Exercise brief
Which lines of the records below contain the word "tests"? Show each one.

*** Opening Data records ***

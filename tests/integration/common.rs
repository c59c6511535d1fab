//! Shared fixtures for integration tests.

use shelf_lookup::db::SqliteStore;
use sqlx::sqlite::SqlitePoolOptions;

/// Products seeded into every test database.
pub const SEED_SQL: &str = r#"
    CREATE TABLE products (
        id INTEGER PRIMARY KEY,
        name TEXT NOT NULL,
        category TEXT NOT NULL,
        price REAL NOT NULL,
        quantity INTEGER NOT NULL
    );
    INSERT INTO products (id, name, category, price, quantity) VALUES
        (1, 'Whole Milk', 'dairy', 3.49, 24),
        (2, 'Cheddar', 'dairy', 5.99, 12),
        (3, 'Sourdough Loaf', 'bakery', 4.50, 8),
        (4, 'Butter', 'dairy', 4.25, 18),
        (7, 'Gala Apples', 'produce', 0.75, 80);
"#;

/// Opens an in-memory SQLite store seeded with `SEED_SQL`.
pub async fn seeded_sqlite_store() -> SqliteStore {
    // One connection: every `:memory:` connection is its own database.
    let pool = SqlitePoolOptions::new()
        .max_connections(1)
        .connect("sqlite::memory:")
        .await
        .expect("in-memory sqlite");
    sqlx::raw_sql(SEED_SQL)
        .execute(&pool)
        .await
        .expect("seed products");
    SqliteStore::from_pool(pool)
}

*** Closing Data records ***

The answer
filename tests/integration/common.rs
//! Shared fixtures for integration tests.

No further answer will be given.